# Cartan Theorem Note 2

As we can see from Cartan Theorem can be proved in $\mathbb{C}^1$ case by using Schwarz Lemma and Riemann Mapping Theorem. However, this method cannot be applied to $\mathbb{C}^n$.

We shall prove it in a technical way.

Proof:

Because $\Omega$ is a bounded domain, then there exists $0\textless r\textless R\textless\infty$, such that:

$B(0,r)\subset\Omega\subset B(0,R)$

then we have the expansion of $f$ as:

$f(z)=z+a_2 z^2+a_3 z^3+\dots$

assume that the first nonzero $a_k$ is from $a_m$, then

$f(z)=z+\sum_{s=m}^{\infty}a_s z^s$

where $s\ge 2$.

Consider $F(z)=f\circ f$, then

$F(z)=f(f(z))=f(z)+\sum_{s=m}^{\infty}a_s (f(z))^s$

$=z+\sum_{s=m}^{\infty} a_s z^s+\sum_{s=m}^{\infty} a_s (z+\sum_{j=m}^{\infty}a_s z^j)^s$

By induction,

$G_k(z)=f^{(k)}(z)=f\circ f\circ f \cdots \circ f(z)=z+k a_m z^m+\dots$, then

$G_k(e^{i\theta}z)=e^{i\theta}z+k a_m e^{im\theta} z^m+\dots$,

multiply with $e^{-im\theta}$ and integrate it.

$\displaystyle\frac{1}{2\pi}\int_0^{2\pi}G_k(e^{i\theta}z)e^{-im\theta}\mathrm{d}\theta=k a_m$.

Since $f:\Omega\rightarrow \Omega$, then $G_k:\Omega\rightarrow\Omega$,

thus $|G_k(e^{i\theta}z)|\le R$, for any $k\in \mathbb{N}$.

where $\theta\in (0,2\pi)$, $z\in B(0,r)$.

thus $|k a_m|\le R$, i.e. $\displaystyle|a_m|\le\frac{k}{R}$, which means $a_m=0$.

Therefore $a_s=0$ for all $s\ge 2$, and $F(z)=z$.

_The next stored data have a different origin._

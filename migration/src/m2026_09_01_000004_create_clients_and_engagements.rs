//! Migration to create the clients and engagements tables.
//!
//! Both tables are written by the practice-management collaborator; the
//! suggestion engine only reads active engagements joined to their client.

use sea_orm_migration::prelude::*;

use crate::m2026_09_01_000001_create_users::Users;

#[derive(DeriveMigrationName)]
pub struct Migration;

#[async_trait::async_trait]
impl MigrationTrait for Migration {
    async fn up(&self, manager: &SchemaManager) -> Result<(), DbErr> {
        manager
            .create_table(
                Table::create()
                    .table(Clients::Table)
                    .if_not_exists()
                    .col(ColumnDef::new(Clients::Id).uuid().not_null().primary_key())
                    .col(ColumnDef::new(Clients::UserId).uuid().not_null())
                    .col(ColumnDef::new(Clients::Name).string().not_null())
                    .col(ColumnDef::new(Clients::CompanyName).string().null())
                    .col(
                        ColumnDef::new(Clients::CreatedAt)
                            .timestamp_with_time_zone()
                            .not_null()
                            .default(Expr::current_timestamp()),
                    )
                    .foreign_key(
                        ForeignKey::create()
                            .name("fk_clients_user_id")
                            .from(Clients::Table, Clients::UserId)
                            .to(Users::Table, Users::Id)
                            .on_delete(ForeignKeyAction::Cascade),
                    )
                    .to_owned(),
            )
            .await?;

        manager
            .create_table(
                Table::create()
                    .table(Engagements::Table)
                    .if_not_exists()
                    .col(
                        ColumnDef::new(Engagements::Id)
                            .uuid()
                            .not_null()
                            .primary_key(),
                    )
                    .col(ColumnDef::new(Engagements::UserId).uuid().not_null())
                    .col(ColumnDef::new(Engagements::ClientId).uuid().not_null())
                    .col(ColumnDef::new(Engagements::Name).string().not_null())
                    .col(ColumnDef::new(Engagements::Description).text().null())
                    .col(
                        ColumnDef::new(Engagements::Status)
                            .string()
                            .not_null()
                            .default("active"),
                    )
                    .col(
                        ColumnDef::new(Engagements::HourlyRateCents)
                            .big_integer()
                            .not_null()
                            .default(0),
                    )
                    .col(
                        ColumnDef::new(Engagements::CreatedAt)
                            .timestamp_with_time_zone()
                            .not_null()
                            .default(Expr::current_timestamp()),
                    )
                    .foreign_key(
                        ForeignKey::create()
                            .name("fk_engagements_user_id")
                            .from(Engagements::Table, Engagements::UserId)
                            .to(Users::Table, Users::Id)
                            .on_delete(ForeignKeyAction::Cascade),
                    )
                    .foreign_key(
                        ForeignKey::create()
                            .name("fk_engagements_client_id")
                            .from(Engagements::Table, Engagements::ClientId)
                            .to(Clients::Table, Clients::Id)
                            .on_delete(ForeignKeyAction::Cascade),
                    )
                    .to_owned(),
            )
            .await?;

        manager
            .create_index(
                Index::create()
                    .name("idx_engagements_user_status")
                    .table(Engagements::Table)
                    .col(Engagements::UserId)
                    .col(Engagements::Status)
                    .to_owned(),
            )
            .await?;

        Ok(())
    }

    async fn down(&self, manager: &SchemaManager) -> Result<(), DbErr> {
        manager
            .drop_index(Index::drop().name("idx_engagements_user_status").to_owned())
            .await?;
        manager
            .drop_table(Table::drop().table(Engagements::Table).to_owned())
            .await?;
        manager
            .drop_table(Table::drop().table(Clients::Table).to_owned())
            .await
    }
}

#[derive(DeriveIden)]
enum Clients {
    Table,
    Id,
    UserId,
    Name,
    CompanyName,
    CreatedAt,
}

#[derive(DeriveIden)]
pub(crate) enum Engagements {
    Table,
    Id,
    UserId,
    ClientId,
    Name,
    Description,
    Status,
    HourlyRateCents,
    CreatedAt,
}
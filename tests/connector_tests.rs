//! Google connector tests against a mocked API

use std::sync::Arc;

use chrono::{Duration, Utc};
use sea_orm::DatabaseConnection;
use serde_json::json;
use timecapture::config::GoogleConfig;
use timecapture::connectors::{
    ActivityConnector, ConnectorContext, ConnectorError, GmailConnector, GoogleCalendarConnector,
    GoogleDriveConnector,
};
use timecapture::models::{ActivityType, Provider};
use timecapture::oauth::GoogleOAuthClient;
use timecapture::repositories::ActivityRepository;
use timecapture::vault::{TokenSet, TokenVault};
use uuid::Uuid;
use wiremock::matchers::{header, method, path, query_param};
use wiremock::{Mock, MockServer, ResponseTemplate};

#[path = "test_utils/mod.rs"]
mod test_utils;

use test_utils::{insert_user, raw_event, setup_test_db_arc, test_vault};

struct Harness {
    db: Arc<DatabaseConnection>,
    user: Uuid,
    vault: Arc<TokenVault>,
    server: MockServer,
}

impl Harness {
    async fn new() -> Self {
        let db = setup_test_db_arc().await.unwrap();
        let user = insert_user(&db, "lawyer@example.com").await.unwrap();
        let vault = test_vault(&db);
        Self {
            db,
            user,
            vault,
            server: MockServer::start().await,
        }
    }

    async fn connect(&self, provider: Provider) {
        self.vault
            .save(
                self.user,
                provider,
                TokenSet {
                    access_token: "ya29.live".to_string(),
                    refresh_token: Some("1//refresh".to_string()),
                    expires_at: Some(Utc::now() + Duration::hours(1)),
                    scopes: vec![],
                },
            )
            .await
            .unwrap();
    }

    fn ctx(&self) -> ConnectorContext {
        ConnectorContext {
            http_client: reqwest::Client::new(),
            vault: self.vault.clone(),
            activities: ActivityRepository::new(self.db.clone()),
            page_size: 50,
        }
    }

    fn oauth(&self) -> Arc<GoogleOAuthClient> {
        let config = GoogleConfig {
            token_url: format!("{}/token", self.server.uri()),
            ..GoogleConfig::default()
        };
        Arc::new(GoogleOAuthClient::from_config(&config).unwrap())
    }

    fn gmail(&self) -> GmailConnector {
        GmailConnector::new(self.ctx(), self.oauth(), &self.server.uri())
    }
}

fn gmail_message(id: &str, to: &str, subject: &str, millis: i64) -> serde_json::Value {
    json!({
        "id": id,
        "threadId": format!("thread-{}", id),
        "internalDate": millis.to_string(),
        "snippet": "Please find attached",
        "payload": {
            "headers": [
                { "name": "To", "value": to },
                { "name": "Subject", "value": subject }
            ]
        }
    })
}

#[tokio::test]
async fn gmail_maps_sent_messages() {
    let h = Harness::new().await;
    h.connect(Provider::Gmail).await;

    Mock::given(method("GET"))
        .and(path("/users/me/messages"))
        .and(header("authorization", "Bearer ya29.live"))
        .respond_with(ResponseTemplate::new(200).set_body_json(json!({
            "messages": [{ "id": "m2" }, { "id": "m1" }]
        })))
        .expect(1)
        .mount(&h.server)
        .await;
    Mock::given(method("GET"))
        .and(path("/users/me/messages/m2"))
        .and(query_param("format", "metadata"))
        .respond_with(ResponseTemplate::new(200).set_body_json(gmail_message(
            "m2",
            "counsel@acme.com",
            "Acme contract review",
            1_772_638_200_000,
        )))
        .mount(&h.server)
        .await;
    Mock::given(method("GET"))
        .and(path("/users/me/messages/m1"))
        .respond_with(ResponseTemplate::new(200).set_body_json(json!({ "id": "m1" })))
        .mount(&h.server)
        .await;

    let events = h
        .gmail()
        .fetch_recent(h.user, Utc::now() - Duration::days(1))
        .await
        .unwrap();

    // m1 has no internalDate and is skipped
    assert_eq!(events.len(), 1);
    let event = &events[0];
    assert_eq!(event.source_id, "m2");
    assert_eq!(event.activity_type, ActivityType::Email);
    assert_eq!(event.subject.as_deref(), Some("Acme contract review"));
    assert_eq!(event.description.as_deref(), Some("Email sent to counsel@acme.com"));
    assert_eq!(event.duration_minutes, Some(15));
    assert_eq!(event.occurred_at.timestamp_millis(), 1_772_638_200_000);
}

#[tokio::test]
async fn gmail_skips_messages_already_stored() {
    let h = Harness::new().await;
    h.connect(Provider::Gmail).await;
    ActivityRepository::new(h.db.clone())
        .upsert(&raw_event(
            h.user,
            Provider::Gmail,
            "m1",
            "Earlier",
            None,
            None,
            Utc::now(),
        ))
        .await
        .unwrap();

    Mock::given(method("GET"))
        .and(path("/users/me/messages"))
        .respond_with(ResponseTemplate::new(200).set_body_json(json!({
            "messages": [{ "id": "m1" }]
        })))
        .mount(&h.server)
        .await;
    Mock::given(method("GET"))
        .and(path("/users/me/messages/m1"))
        .respond_with(ResponseTemplate::new(200).set_body_json(gmail_message(
            "m1",
            "a@b.com",
            "Earlier",
            1_772_638_200_000,
        )))
        .expect(0)
        .mount(&h.server)
        .await;

    let events = h
        .gmail()
        .fetch_recent(h.user, Utc::now() - Duration::days(1))
        .await
        .unwrap();
    assert!(events.is_empty());
}

#[tokio::test]
async fn calendar_lists_attendees_and_measures_duration() {
    let h = Harness::new().await;
    h.connect(Provider::GoogleCalendar).await;

    Mock::given(method("GET"))
        .and(path("/calendars/primary/events"))
        .and(query_param("singleEvents", "true"))
        .respond_with(ResponseTemplate::new(200).set_body_json(json!({
            "items": [
                {
                    "id": "evt-1",
                    "status": "confirmed",
                    "summary": "Acme kickoff",
                    "start": { "dateTime": "2026-10-12T14:00:00Z" },
                    "end": { "dateTime": "2026-10-12T14:52:00Z" },
                    "attendees": [
                        { "email": "lawyer@example.com", "self": true },
                        { "email": "ceo@acme.com" },
                        { "email": "cfo@acme.com" }
                    ]
                },
                {
                    "id": "evt-2",
                    "status": "cancelled",
                    "summary": "Dropped",
                    "start": { "dateTime": "2026-10-12T16:00:00Z" },
                    "end": { "dateTime": "2026-10-12T17:00:00Z" }
                }
            ]
        })))
        .mount(&h.server)
        .await;

    let connector = GoogleCalendarConnector::new(h.ctx(), h.oauth(), &h.server.uri());
    let events = connector
        .fetch_recent(h.user, Utc::now() - Duration::days(1))
        .await
        .unwrap();

    assert_eq!(events.len(), 1);
    let event = &events[0];
    assert_eq!(event.source_id, "evt-1");
    assert_eq!(event.activity_type, ActivityType::Meeting);
    assert_eq!(event.duration_minutes, Some(52));
    assert_eq!(
        event.description.as_deref(),
        Some("Meeting: Acme kickoff (Attendees: ceo@acme.com, cfo@acme.com)")
    );
}

#[tokio::test]
async fn drive_keys_documents_by_file_and_revision() {
    let h = Harness::new().await;
    h.connect(Provider::GoogleDrive).await;

    Mock::given(method("GET"))
        .and(path("/files"))
        .respond_with(ResponseTemplate::new(200).set_body_json(json!({
            "files": [{
                "id": "1AbC",
                "name": "Acme merger memo",
                "mimeType": "application/vnd.google-apps.document",
                "modifiedTime": "2026-10-12T09:30:00.000Z",
                "webViewLink": "https://docs.google.com/document/d/1AbC"
            }]
        })))
        .mount(&h.server)
        .await;

    let connector = GoogleDriveConnector::new(h.ctx(), h.oauth(), &h.server.uri());
    let events = connector
        .fetch_recent(h.user, Utc::now() - Duration::days(1))
        .await
        .unwrap();

    assert_eq!(events.len(), 1);
    assert_eq!(events[0].source_id, "1AbC:2026-10-12T09:30:00.000Z");
    assert_eq!(
        events[0].description.as_deref(),
        Some("Document edited: Acme merger memo")
    );
    assert_eq!(events[0].duration_minutes, Some(30));
}

#[tokio::test]
async fn missing_credential_is_not_connected() {
    let h = Harness::new().await;

    let err = h
        .gmail()
        .fetch_recent(h.user, Utc::now() - Duration::days(1))
        .await
        .unwrap_err();
    assert!(matches!(
        err,
        ConnectorError::NotConnected {
            provider: Provider::Gmail
        }
    ));
}

#[tokio::test]
async fn rejected_token_is_unauthorized() {
    let h = Harness::new().await;
    h.connect(Provider::Gmail).await;

    Mock::given(method("GET"))
        .and(path("/users/me/messages"))
        .respond_with(ResponseTemplate::new(401).set_body_string("invalid_grant"))
        .mount(&h.server)
        .await;

    let err = h
        .gmail()
        .fetch_recent(h.user, Utc::now() - Duration::days(1))
        .await
        .unwrap_err();
    assert_eq!(err.kind(), "unauthorized");
}

#[tokio::test]
async fn rate_limit_carries_retry_after() {
    let h = Harness::new().await;
    h.connect(Provider::Gmail).await;

    Mock::given(method("GET"))
        .and(path("/users/me/messages"))
        .respond_with(ResponseTemplate::new(429).insert_header("Retry-After", "120"))
        .mount(&h.server)
        .await;

    let err = h
        .gmail()
        .fetch_recent(h.user, Utc::now() - Duration::days(1))
        .await
        .unwrap_err();
    assert!(matches!(
        err,
        ConnectorError::ProviderRateLimited {
            retry_after_secs: 120,
            ..
        }
    ));
}

#[tokio::test]
async fn gmail_skips_an_undecodable_message_and_keeps_the_rest() {
    let h = Harness::new().await;
    h.connect(Provider::Gmail).await;

    Mock::given(method("GET"))
        .and(path("/users/me/messages"))
        .respond_with(ResponseTemplate::new(200).set_body_json(json!({
            "messages": [{ "id": "m2" }, { "id": "bad" }]
        })))
        .mount(&h.server)
        .await;
    Mock::given(method("GET"))
        .and(path("/users/me/messages/m2"))
        .respond_with(ResponseTemplate::new(200).set_body_json(gmail_message(
            "m2",
            "counsel@acme.com",
            "Acme contract review",
            1_772_638_200_000,
        )))
        .mount(&h.server)
        .await;
    Mock::given(method("GET"))
        .and(path("/users/me/messages/bad"))
        .respond_with(ResponseTemplate::new(200).set_body_json(json!({ "snippet": 5 })))
        .mount(&h.server)
        .await;

    let events = h
        .gmail()
        .fetch_recent(h.user, Utc::now() - Duration::days(1))
        .await
        .unwrap();

    assert_eq!(events.len(), 1);
    assert_eq!(events[0].source_id, "m2");
}

#[tokio::test]
async fn gmail_message_fetch_errors_other_than_decoding_still_fail_the_batch() {
    let h = Harness::new().await;
    h.connect(Provider::Gmail).await;

    Mock::given(method("GET"))
        .and(path("/users/me/messages"))
        .respond_with(ResponseTemplate::new(200).set_body_json(json!({
            "messages": [{ "id": "m1" }]
        })))
        .mount(&h.server)
        .await;
    Mock::given(method("GET"))
        .and(path("/users/me/messages/m1"))
        .respond_with(ResponseTemplate::new(429).insert_header("Retry-After", "30"))
        .mount(&h.server)
        .await;

    let err = h
        .gmail()
        .fetch_recent(h.user, Utc::now() - Duration::days(1))
        .await
        .unwrap_err();
    assert_eq!(err.kind(), "rate_limited");
}

fn calendar_event(id: &str, start: &str, end: &str) -> serde_json::Value {
    json!({
        "id": id,
        "status": "confirmed",
        "summary": format!("Call {}", id),
        "start": { "dateTime": start },
        "end": { "dateTime": end }
    })
}

#[tokio::test]
async fn calendar_follows_pages_and_keeps_the_newest_events() {
    let h = Harness::new().await;
    h.connect(Provider::GoogleCalendar).await;

    Mock::given(method("GET"))
        .and(path("/calendars/primary/events"))
        .and(query_param("pageToken", "page-2"))
        .respond_with(ResponseTemplate::new(200).set_body_json(json!({
            "items": [
                calendar_event("evt-3", "2026-10-14T09:00:00Z", "2026-10-14T09:30:00Z"),
                calendar_event("evt-4", "2026-10-15T09:00:00Z", "2026-10-15T09:30:00Z")
            ]
        })))
        .expect(1)
        .mount(&h.server)
        .await;
    Mock::given(method("GET"))
        .and(path("/calendars/primary/events"))
        .respond_with(ResponseTemplate::new(200).set_body_json(json!({
            "items": [
                calendar_event("evt-1", "2026-10-12T09:00:00Z", "2026-10-12T09:30:00Z"),
                calendar_event("evt-2", "2026-10-13T09:00:00Z", "2026-10-13T09:30:00Z")
            ],
            "nextPageToken": "page-2"
        })))
        .mount(&h.server)
        .await;

    let mut ctx = h.ctx();
    ctx.page_size = 2;
    let connector = GoogleCalendarConnector::new(ctx, h.oauth(), &h.server.uri());
    let events = connector
        .fetch_recent(h.user, Utc::now() - Duration::days(7))
        .await
        .unwrap();

    let ids: Vec<&str> = events.iter().map(|e| e.source_id.as_str()).collect();
    assert_eq!(ids, vec!["evt-4", "evt-3"]);
}
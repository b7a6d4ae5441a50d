//! # Activity Repository
//!
//! Idempotent storage for raw provider activity keyed by `(user_id, source_id)`.

use std::collections::HashSet;
use std::sync::Arc;

use chrono::Utc;
use sea_orm::sea_query::{Expr, OnConflict};
use sea_orm::{
    ColumnTrait, DatabaseConnection, DbErr, EntityTrait, QueryFilter, QueryOrder, QuerySelect, Set,
};
use uuid::Uuid;

use crate::connectors::RawEvent;
use crate::models::raw_activity::{ActiveModel, Column, Entity, Model};

#[derive(Clone)]
pub struct ActivityRepository {
    db: Arc<DatabaseConnection>,
}

impl ActivityRepository {
    pub fn new(db: Arc<DatabaseConnection>) -> Self {
        Self { db }
    }

    /// Inserts the event unless `(user_id, source_id)` already exists.
    ///
    /// Returns `true` when a row was written.
    pub async fn upsert(&self, event: &RawEvent) -> Result<bool, DbErr> {
        let row = ActiveModel {
            id: Set(Uuid::new_v4()),
            user_id: Set(event.user_id),
            provider: Set(event.provider),
            activity_type: Set(event.activity_type),
            occurred_at: Set(event.occurred_at.into()),
            duration_minutes: Set(event.duration_minutes),
            subject: Set(event.subject.clone()),
            description: Set(event.description.clone()),
            source_id: Set(event.source_id.clone()),
            metadata: Set(event.metadata.clone()),
            is_processed: Set(false),
            created_at: Set(Utc::now().into()),
        };

        let inserted = Entity::insert(row)
            .on_conflict(
                OnConflict::columns([Column::UserId, Column::SourceId])
                    .do_nothing()
                    .to_owned(),
            )
            .exec_without_returning(&*self.db)
            .await?;

        Ok(inserted > 0)
    }

    /// Upserts in the given order; returns how many rows were new
    pub async fn upsert_all(&self, events: &[RawEvent]) -> Result<u64, DbErr> {
        let mut written = 0;
        for event in events {
            if self.upsert(event).await? {
                written += 1;
            }
        }
        Ok(written)
    }

    /// Subset of `source_ids` already stored for the user
    pub async fn existing_source_ids(
        &self,
        user_id: Uuid,
        source_ids: &[String],
    ) -> Result<HashSet<String>, DbErr> {
        if source_ids.is_empty() {
            return Ok(HashSet::new());
        }

        let found: Vec<String> = Entity::find()
            .select_only()
            .column(Column::SourceId)
            .filter(Column::UserId.eq(user_id))
            .filter(Column::SourceId.is_in(source_ids.iter().cloned()))
            .into_tuple()
            .all(&*self.db)
            .await?;

        Ok(found.into_iter().collect())
    }

    /// Unprocessed activity for the user, newest first
    pub async fn list_unprocessed(&self, user_id: Uuid) -> Result<Vec<Model>, DbErr> {
        Entity::find()
            .filter(Column::UserId.eq(user_id))
            .filter(Column::IsProcessed.eq(false))
            .order_by_desc(Column::OccurredAt)
            .order_by_desc(Column::Id)
            .all(&*self.db)
            .await
    }

    /// Flips `is_processed` to true. Never resets it; returns whether this call flipped it.
    pub async fn mark_processed(&self, id: Uuid) -> Result<bool, DbErr> {
        let result = Entity::update_many()
            .col_expr(Column::IsProcessed, Expr::value(true))
            .filter(Column::Id.eq(id))
            .filter(Column::IsProcessed.eq(false))
            .exec(&*self.db)
            .await?;
        Ok(result.rows_affected > 0)
    }

    pub async fn find(&self, id: Uuid) -> Result<Option<Model>, DbErr> {
        Entity::find_by_id(id).one(&*self.db).await
    }

    pub async fn count_for_user(&self, user_id: Uuid) -> Result<u64, DbErr> {
        use sea_orm::PaginatorTrait;

        Entity::find()
            .filter(Column::UserId.eq(user_id))
            .count(&*self.db)
            .await
    }
}
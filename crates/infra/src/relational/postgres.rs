use super::{AccessError, RelationalAccess, RequestScope, Row, SqlValue, Statement};
use sqlx::{
    postgres::{PgArguments, PgRow},
    query::Query,
    Column, PgPool, Postgres, Row as _, TypeInfo,
};
use tracing::{debug, error};

pub struct PostgresAccess {
    pool: PgPool,
}

impl PostgresAccess {
    pub fn new(pool: PgPool) -> Self {
        Self { pool }
    }
}

fn bind_values<'q>(
    mut query: Query<'q, Postgres, PgArguments>,
    binds: &'q [SqlValue],
) -> Query<'q, Postgres, PgArguments> {
    for value in binds {
        query = match value {
            SqlValue::Int(v) => query.bind(*v),
            SqlValue::BigInt(v) => query.bind(*v),
            SqlValue::Text(v) => query.bind(v.as_deref()),
            SqlValue::Timestamp(v) => query.bind(*v),
            SqlValue::BigIntArray(v) => query.bind(v.as_slice()),
            SqlValue::Json(v) => query.bind(v.clone()),
        };
    }
    query
}

/// `RowNotFound` is the driver's "no rows" sentinel and stops here
fn classify(label: &str, err: sqlx::Error) -> AccessError {
    match err {
        sqlx::Error::RowNotFound => AccessError::NoRows,
        e => {
            error!("Statement `{}` failed. Error message: {:?}", label, e);
            AccessError::Database(e)
        }
    }
}

fn decode_err(column: &str) -> impl FnOnce(sqlx::Error) -> AccessError {
    let column = column.to_string();
    move |e| AccessError::Decode {
        column,
        reason: e.to_string(),
    }
}

fn decode_row(row: &PgRow) -> Result<Row, AccessError> {
    let mut decoded = Row::new();
    for column in row.columns() {
        let name = column.name();
        let idx = column.ordinal();
        let value = match column.type_info().name() {
            "INT2" => SqlValue::Int(
                row.try_get::<Option<i16>, _>(idx)
                    .map_err(decode_err(name))?
                    .map(i32::from),
            ),
            "INT4" => SqlValue::Int(row.try_get(idx).map_err(decode_err(name))?),
            "INT8" => SqlValue::BigInt(row.try_get(idx).map_err(decode_err(name))?),
            "TEXT" | "VARCHAR" | "BPCHAR" | "NAME" => {
                SqlValue::Text(row.try_get(idx).map_err(decode_err(name))?)
            }
            "TIMESTAMPTZ" => SqlValue::Timestamp(row.try_get(idx).map_err(decode_err(name))?),
            "INT8[]" => SqlValue::BigIntArray(
                row.try_get::<Option<Vec<i64>>, _>(idx)
                    .map_err(decode_err(name))?
                    .unwrap_or_default(),
            ),
            "JSON" | "JSONB" => SqlValue::Json(row.try_get(idx).map_err(decode_err(name))?),
            other => {
                return Err(AccessError::Decode {
                    column: name.to_string(),
                    reason: format!("unsupported column type {}", other),
                })
            }
        };
        decoded.push(name, value);
    }
    Ok(decoded)
}

#[async_trait::async_trait]
impl RelationalAccess for PostgresAccess {
    #[tracing::instrument(name = "Postgres fetch one", skip(self, scope, stmt), fields(statement = stmt.label))]
    async fn fetch_one(&self, scope: &RequestScope, stmt: Statement) -> Result<Row, AccessError> {
        debug!("Binding {} values", stmt.binds.len());
        let row = scope
            .run(async {
                bind_values(sqlx::query(&stmt.sql), &stmt.binds)
                    .fetch_one(&self.pool)
                    .await
                    .map_err(|e| classify(stmt.label, e))
            })
            .await?;
        decode_row(&row)
    }

    #[tracing::instrument(name = "Postgres fetch all", skip(self, scope, stmt), fields(statement = stmt.label))]
    async fn fetch_all(
        &self,
        scope: &RequestScope,
        stmt: Statement,
    ) -> Result<Vec<Row>, AccessError> {
        debug!("Binding {} values", stmt.binds.len());
        let rows = scope
            .run(async {
                bind_values(sqlx::query(&stmt.sql), &stmt.binds)
                    .fetch_all(&self.pool)
                    .await
                    .map_err(|e| classify(stmt.label, e))
            })
            .await?;
        debug!("Fetched {} rows", rows.len());
        rows.iter().map(decode_row).collect()
    }

    #[tracing::instrument(name = "Postgres execute", skip(self, scope, stmt), fields(statement = stmt.label))]
    async fn execute(&self, scope: &RequestScope, stmt: Statement) -> Result<u64, AccessError> {
        debug!("Binding {} values", stmt.binds.len());
        let affected = scope
            .run(async {
                bind_values(sqlx::query(&stmt.sql), &stmt.binds)
                    .execute(&self.pool)
                    .await
                    .map(|res| res.rows_affected())
                    .map_err(|e| classify(stmt.label, e))
            })
            .await?;
        debug!("{} rows affected", affected);
        Ok(affected)
    }
}
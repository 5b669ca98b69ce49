mod fake;
mod postgres;
mod row;
mod scope;

pub use fake::FakeRelationalAccess;
pub use postgres::PostgresAccess;
pub use row::{FromSqlValue, Row, SqlValue};
pub use scope::RequestScope;
use thiserror::Error;

/// Failure reported by a `RelationalAccess` implementation.
///
/// Driver specific "no rows" sentinels are translated into `NoRows` by the
/// implementation and never leave this layer in any other shape.
#[derive(Error, Debug)]
pub enum AccessError {
    #[error("The query matched no rows")]
    NoRows,
    #[error("The query was cancelled by the caller")]
    Cancelled,
    #[error("The query did not finish before the deadline")]
    DeadlineExceeded,
    #[error("Database error: {0}")]
    Database(sqlx::Error),
    #[error("Unable to decode column `{column}`: {reason}")]
    Decode { column: String, reason: String },
}

/// A parameterized statement. Values are only ever sent as binds.
#[derive(Debug, Clone, PartialEq)]
pub struct Statement {
    /// Static name of the statement, used in logs
    pub label: &'static str,
    pub sql: String,
    pub binds: Vec<SqlValue>,
}

impl Statement {
    pub fn new(label: &'static str, sql: impl Into<String>) -> Self {
        Self {
            label,
            sql: sql.into(),
            binds: Vec::new(),
        }
    }

    pub fn with_binds(label: &'static str, sql: impl Into<String>, binds: Vec<SqlValue>) -> Self {
        Self {
            label,
            sql: sql.into(),
            binds,
        }
    }

    pub fn bind(mut self, value: impl Into<SqlValue>) -> Self {
        self.binds.push(value.into());
        self
    }
}

/// Capability to run parameterized statements against the backing store.
///
/// Every call must honor the given `RequestScope` and abort with
/// `AccessError::Cancelled` or `AccessError::DeadlineExceeded`.
#[async_trait::async_trait]
pub trait RelationalAccess: Send + Sync {
    /// Exactly one row is expected, zero rows is `AccessError::NoRows`
    async fn fetch_one(&self, scope: &RequestScope, stmt: Statement) -> Result<Row, AccessError>;
    async fn fetch_all(
        &self,
        scope: &RequestScope,
        stmt: Statement,
    ) -> Result<Vec<Row>, AccessError>;
    /// Returns the number of affected rows
    async fn execute(&self, scope: &RequestScope, stmt: Statement) -> Result<u64, AccessError>;
}
use dispatch_store::infra::{connect, get_psql_connection_string, run_migration};
use dispatch_store::telemetry::{get_subscriber, init_subscriber};
use dispatch_store::{Config, RequestScope, StoreContext, Stores};
use std::sync::Once;

static TRACING: Once = Once::new();

pub struct TestContext {
    pub ctx: StoreContext,
}

impl TestContext {
    pub fn scope(&self) -> RequestScope {
        self.ctx.request_scope()
    }
}

/// Logs are only printed when `TEST_LOG` is set
fn init_tracing() {
    TRACING.call_once(|| {
        if std::env::var("TEST_LOG").is_ok() {
            let subscriber = get_subscriber("dispatch_store_test".into(), "debug".into());
            let _ = init_subscriber(subscriber);
        }
    });
}

/// Connects to the database in `DATABASE_URL`, applies the migrations and
/// empties every table.
pub async fn setup() -> TestContext {
    init_tracing();
    let connection_string =
        get_psql_connection_string().expect("DATABASE_URL env var to be present");
    let config = Config::new();
    let pool = connect(&connection_string, &config)
        .await
        .expect("Failed to connect to Postgres");
    run_migration(&pool)
        .await
        .expect("Failed to run migrations");
    sqlx::query(
        "TRUNCATE assignment_logs, assignment_assignees, assignments, scheduler_assignees, schedulers RESTART IDENTITY",
    )
    .execute(&pool)
    .await
    .expect("Failed to clean tables");

    TestContext {
        ctx: StoreContext::new(Stores::create_postgres(pool), config),
    }
}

However this is still for $\mathbb{C}^1$ case, for higher dimensional cases, we will talk over it later.

Remark:

In last post for Cartan Theorem, we required that the domain should be connected, while for this post, we do not have to make this assumption.